At the same time, Jesus in his Sermon on the Mount argued against Jews resisting the Romans. And Jews under a foreign power were supposed to honor their captors, as Jeremiah 29:7 affirms: “But seek the welfare of the city where I have sent you into exile, and pray to the LORD on its behalf, for in its welfare you will find your welfare.” But perhaps the lesson in all of this is that there’s a difference between being in the world and of the world. One should seek the welfare of the city in which we live, but our primary loyalty should be to God. Perhaps certain early Christians believed that many non-Christian Jews had sold out to the world. This, even though, paradoxically, many Jews also caused Rome a lot of trouble through their insurrections!
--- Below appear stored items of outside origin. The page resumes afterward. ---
#[cfg(test)]
mod tests {
    use super::super::testing::*;
    use crate::error::Error;
    use crate::models::{DishStatus, EventStatus, EventType};
    use crate::storage::{Database, DishRepository};
    use uuid::Uuid;

    #[test]
    fn test_add_dish_persists() {
        let db = Database::open_in_memory().unwrap();
        let mut session = session(&db, host());
        let event_id = commit(&mut session, EventType::Potluck, "Street Potluck");

        let dish_id = session
            .add_dish(" Dessert ", "Apple Crumble", Some("recipe-42".into()))
            .unwrap();

        let stored = db.find_dish_by_id(dish_id).unwrap().unwrap();
        assert_eq!(stored.event_id, event_id);
        assert_eq!(stored.category, "Dessert");
        assert_eq!(stored.recipe_id.as_deref(), Some("recipe-42"));
        assert_eq!(stored.status, DishStatus::Open);
        assert_eq!(session.active().unwrap().dishes, vec![stored]);
    }

    #[test]
    fn test_add_dish_rules() {
        let db = Database::open_in_memory().unwrap();
        let mut host_session = session(&db, host());
        let event_id = commit(&mut host_session, EventType::Potluck, "Street Potluck");

        assert!(matches!(
            host_session.add_dish("Main", "  ", None),
            Err(Error::Validation(_))
        ));

        let mut guest_session = session(&db, guest("Ben"));
        guest_session.load_event(event_id).unwrap();
        assert!(matches!(
            guest_session.add_dish("Main", "Lasagna", None),
            Err(Error::PermissionDenied(_))
        ));

        let mut roast = session(&db, host());
        commit(&mut roast, EventType::Roast, "Family Dinner");
        assert!(matches!(
            roast.add_dish("Main", "Lasagna", None),
            Err(Error::WrongPhase(_))
        ));
    }

    #[test]
    fn test_add_dish_write_failure_leaves_projection() {
        let db = Database::open_in_memory().unwrap();
        let mut session = session(&db, host());
        commit(&mut session, EventType::Potluck, "Street Potluck");
        fail_writes(&db, "dishes", "INSERT");

        assert!(session.add_dish("Main", "Lasagna", None).is_err());
        assert!(session.active().unwrap().dishes.is_empty());
    }

    #[test]
    fn test_dish_claim_then_unclaim() {
        let db = Database::open_in_memory().unwrap();
        let mut host_session = session(&db, host());
        let event_id = commit(&mut host_session, EventType::Potluck, "Street Potluck");
        host_session.update_status(EventStatus::DishClaiming).unwrap();
        let dish_id = host_session.add_dish("Main", "Lasagna", None).unwrap();

        let ben = guest("Ben");
        let mut guest_session = session(&db, ben.clone());
        guest_session.load_event(event_id).unwrap();

        guest_session.claim_dish(dish_id, "").unwrap();
        let stored = db.find_dish_by_id(dish_id).unwrap().unwrap();
        assert_eq!(stored.status, DishStatus::Claimed);
        assert_eq!(stored.assigned_to, Some(ben.id));
        assert_eq!(stored.assigned_name.as_deref(), Some("Ben"));

        guest_session.unclaim_dish(dish_id).unwrap();
        let stored = db.find_dish_by_id(dish_id).unwrap().unwrap();
        assert_eq!(stored.status, DishStatus::Open);
        assert_eq!(stored.assigned_to, None);
        assert_eq!(stored.assigned_name, None);

        let local = guest_session.active().unwrap().dish(dish_id).unwrap();
        assert_eq!(local, &stored);
    }

    #[test]
    fn test_claimed_dish_unavailable_locally() {
        let db = Database::open_in_memory().unwrap();
        let mut session = session(&db, host());
        commit(&mut session, EventType::Potluck, "Street Potluck");
        let dish_id = session.add_dish("Side", "Slaw", None).unwrap();

        session.claim_dish(dish_id, "Ana's kitchen").unwrap();
        assert!(matches!(
            session.claim_dish(dish_id, ""),
            Err(Error::DishUnavailable(_))
        ));
        assert!(matches!(
            session.claim_dish(Uuid::new_v4(), ""),
            Err(Error::NotFound(_))
        ));
    }

    #[test]
    fn test_racing_claims_last_write_wins() {
        let db = Database::open_in_memory().unwrap();
        let mut host_session = session(&db, host());
        let event_id = commit(&mut host_session, EventType::Potluck, "Street Potluck");
        let dish_id = host_session.add_dish("Main", "Lasagna", None).unwrap();

        let (ben, cleo) = (guest("Ben"), guest("Cleo"));
        let mut ben_session = session(&db, ben);
        let mut cleo_session = session(&db, cleo.clone());
        ben_session.load_event(event_id).unwrap();
        cleo_session.load_event(event_id).unwrap();

        ben_session.claim_dish(dish_id, "").unwrap();
        cleo_session.claim_dish(dish_id, "").unwrap();

        let stored = db.find_dish_by_id(dish_id).unwrap().unwrap();
        assert_eq!(stored.status, DishStatus::Claimed);
        assert_eq!(stored.assigned_to, Some(cleo.id));
        assert_eq!(stored.assigned_name.as_deref(), Some("Cleo"));

        ben_session.load_event(event_id).unwrap();
        let dish = ben_session.active().unwrap().dish(dish_id).unwrap();
        assert!(dish.is_assigned_to(cleo.id));
    }

    #[test]
    fn test_claim_write_failure_restores_dish() {
        let db = Database::open_in_memory().unwrap();
        let mut session = session(&db, host());
        commit(&mut session, EventType::Potluck, "Street Potluck");
        let dish_id = session.add_dish("Main", "Lasagna", None).unwrap();
        fail_writes(&db, "dishes", "UPDATE");

        assert!(matches!(
            session.claim_dish(dish_id, ""),
            Err(Error::Database(_))
        ));
        let dish = session.active().unwrap().dish(dish_id).unwrap();
        assert!(dish.is_open());
        assert_eq!(dish.assigned_to, None);
    }

    #[test]
    fn test_unclaim_by_someone_else_denied() {
        let db = Database::open_in_memory().unwrap();
        let mut host_session = session(&db, host());
        let event_id = commit(&mut host_session, EventType::Potluck, "Street Potluck");
        let dish_id = host_session.add_dish("Main", "Lasagna", None).unwrap();

        let mut ben_session = session(&db, guest("Ben"));
        ben_session.load_event(event_id).unwrap();
        ben_session.claim_dish(dish_id, "").unwrap();

        let mut cleo_session = session(&db, guest("Cleo"));
        cleo_session.load_event(event_id).unwrap();
        assert!(matches!(
            cleo_session.unclaim_dish(dish_id),
            Err(Error::PermissionDenied(_))
        ));

        host_session.load_event(event_id).unwrap();
        host_session.unclaim_dish(dish_id).unwrap();
        assert!(db.find_dish_by_id(dish_id).unwrap().unwrap().is_open());
    }

    #[test]
    fn test_assignee_progresses_dish() {
        let db = Database::open_in_memory().unwrap();
        let mut session = session(&db, host());
        commit(&mut session, EventType::Potluck, "Street Potluck");
        let dish_id = session.add_dish("Main", "Lasagna", None).unwrap();

        assert!(matches!(
            session.set_dish_status(dish_id, DishStatus::Prepping),
            Err(Error::PermissionDenied(_))
        ));

        session.claim_dish(dish_id, "").unwrap();
        session.set_dish_status(dish_id, DishStatus::Prepping).unwrap();
        session.set_dish_status(dish_id, DishStatus::Ready).unwrap();
        assert!(matches!(
            session.set_dish_status(dish_id, DishStatus::Prepping),
            Err(Error::WrongPhase(_))
        ));
        assert!(matches!(
            session.set_dish_status(dish_id, DishStatus::Open),
            Err(Error::WrongPhase(_))
        ));

        let stored = db.find_dish_by_id(dish_id).unwrap().unwrap();
        assert_eq!(stored.status, DishStatus::Ready);
    }

    #[test]
    fn test_host_drops_claimed_dish() {
        let db = Database::open_in_memory().unwrap();
        let mut host_session = session(&db, host());
        let event_id = commit(&mut host_session, EventType::Potluck, "Street Potluck");
        let dish_id = host_session.add_dish("Main", "Lasagna", None).unwrap();

        let mut ben_session = session(&db, guest("Ben"));
        ben_session.load_event(event_id).unwrap();
        ben_session.claim_dish(dish_id, "").unwrap();

        let mut cleo_session = session(&db, guest("Cleo"));
        cleo_session.load_event(event_id).unwrap();
        assert!(matches!(
            cleo_session.set_dish_status(dish_id, DishStatus::Dropped),
            Err(Error::PermissionDenied(_))
        ));

        host_session.load_event(event_id).unwrap();
        host_session
            .set_dish_status(dish_id, DishStatus::Dropped)
            .unwrap();
        let stored = db.find_dish_by_id(dish_id).unwrap().unwrap();
        assert_eq!(stored.status, DishStatus::Dropped);
    }

    #[test]
    fn test_remove_dish_write_failure_restores_order() {
        let db = Database::open_in_memory().unwrap();
        let mut session = session(&db, host());
        commit(&mut session, EventType::Potluck, "Street Potluck");
        let first = session.add_dish("Main", "Lasagna", None).unwrap();
        let second = session.add_dish("Side", "Slaw", None).unwrap();
        fail_writes(&db, "dishes", "DELETE");

        assert!(session.remove_dish(first).is_err());
        let ids: Vec<Uuid> = session.active().unwrap().dishes.iter().map(|d| d.id).collect();
        assert_eq!(ids, vec![first, second]);

        db.execute_batch("DROP TRIGGER fail_dishes_DELETE").unwrap();
        session.remove_dish(first).unwrap();
        assert!(db.find_dish_by_id(first).unwrap().is_none());
        assert_eq!(session.active().unwrap().dishes.len(), 1);
    }

    #[test]
    fn test_dish_operations_require_active_event() {
        let db = Database::open_in_memory().unwrap();
        let mut session = session(&db, host());
        let dish_id = Uuid::new_v4();

        assert!(matches!(
            session.add_dish("Main", "Lasagna", None),
            Err(Error::NoActiveEvent)
        ));
        assert!(matches!(
            session.claim_dish(dish_id, "Ana"),
            Err(Error::NoActiveEvent)
        ));
        assert!(matches!(session.unclaim_dish(dish_id), Err(Error::NoActiveEvent)));
        assert!(matches!(session.remove_dish(dish_id), Err(Error::NoActiveEvent)));
        assert!(session.active().is_none());
    }

    #[test]
    fn test_open_dish_cannot_be_dropped() {
        let db = Database::open_in_memory().unwrap();
        let mut session = session(&db, host());
        commit(&mut session, EventType::Potluck, "Street Potluck");
        let dish_id = session.add_dish("Main", "Lasagna", None).unwrap();

        assert!(matches!(
            session.set_dish_status(dish_id, DishStatus::Dropped),
            Err(Error::WrongPhase(_))
        ));
        assert!(session.active().unwrap().dish(dish_id).unwrap().is_open());

        session.claim_dish(dish_id, "").unwrap();
        assert!(db.find_dish_by_id(dish_id).unwrap().unwrap().is_assigned_to(session.actor().id));
    }

    #[test]
    fn test_dropped_dish_reopens_on_unclaim() {
        let db = Database::open_in_memory().unwrap();
        let mut session = session(&db, host());
        commit(&mut session, EventType::Potluck, "Street Potluck");
        let dish_id = session.add_dish("Main", "Lasagna", None).unwrap();
        session.claim_dish(dish_id, "").unwrap();
        session.set_dish_status(dish_id, DishStatus::Dropped).unwrap();

        session.unclaim_dish(dish_id).unwrap();
        let stored = db.find_dish_by_id(dish_id).unwrap().unwrap();
        assert!(stored.is_open());
        assert_eq!(stored.assigned_to, None);
    }

    #[test]
    fn test_board_frozen_after_done() {
        let db = Database::open_in_memory().unwrap();
        let mut session = session(&db, host());
        commit(&mut session, EventType::Potluck, "Street Potluck");
        let dish_id = session.add_dish("Main", "Lasagna", None).unwrap();
        session.update_status(EventStatus::Locked).unwrap();
        session.update_status(EventStatus::Done).unwrap();

        assert!(matches!(session.remove_dish(dish_id), Err(Error::WrongPhase(_))));
        assert_eq!(session.active().unwrap().dishes.len(), 1);
        assert!(db.find_dish_by_id(dish_id).unwrap().is_some());
    }

    #[test]
    fn test_remove_dish_only_on_potluck() {
        let db = Database::open_in_memory().unwrap();
        let mut session = session(&db, host());
        commit(&mut session, EventType::Roast, "Family Dinner");

        assert!(matches!(
            session.remove_dish(Uuid::new_v4()),
            Err(Error::WrongPhase(_))
        ));
    }
}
There is being too cozy with the world, mounting insurrection against the world, and God’s way. The third path looks rather murky, and I can’t define it totally, but I think it includes Christians being meek and loving to the world, while also remembering that they have another country, whose values are often different from the world’s. You’d expect this third path to be persecution-proof, but it’s drawn its share of persecution throughout the ages!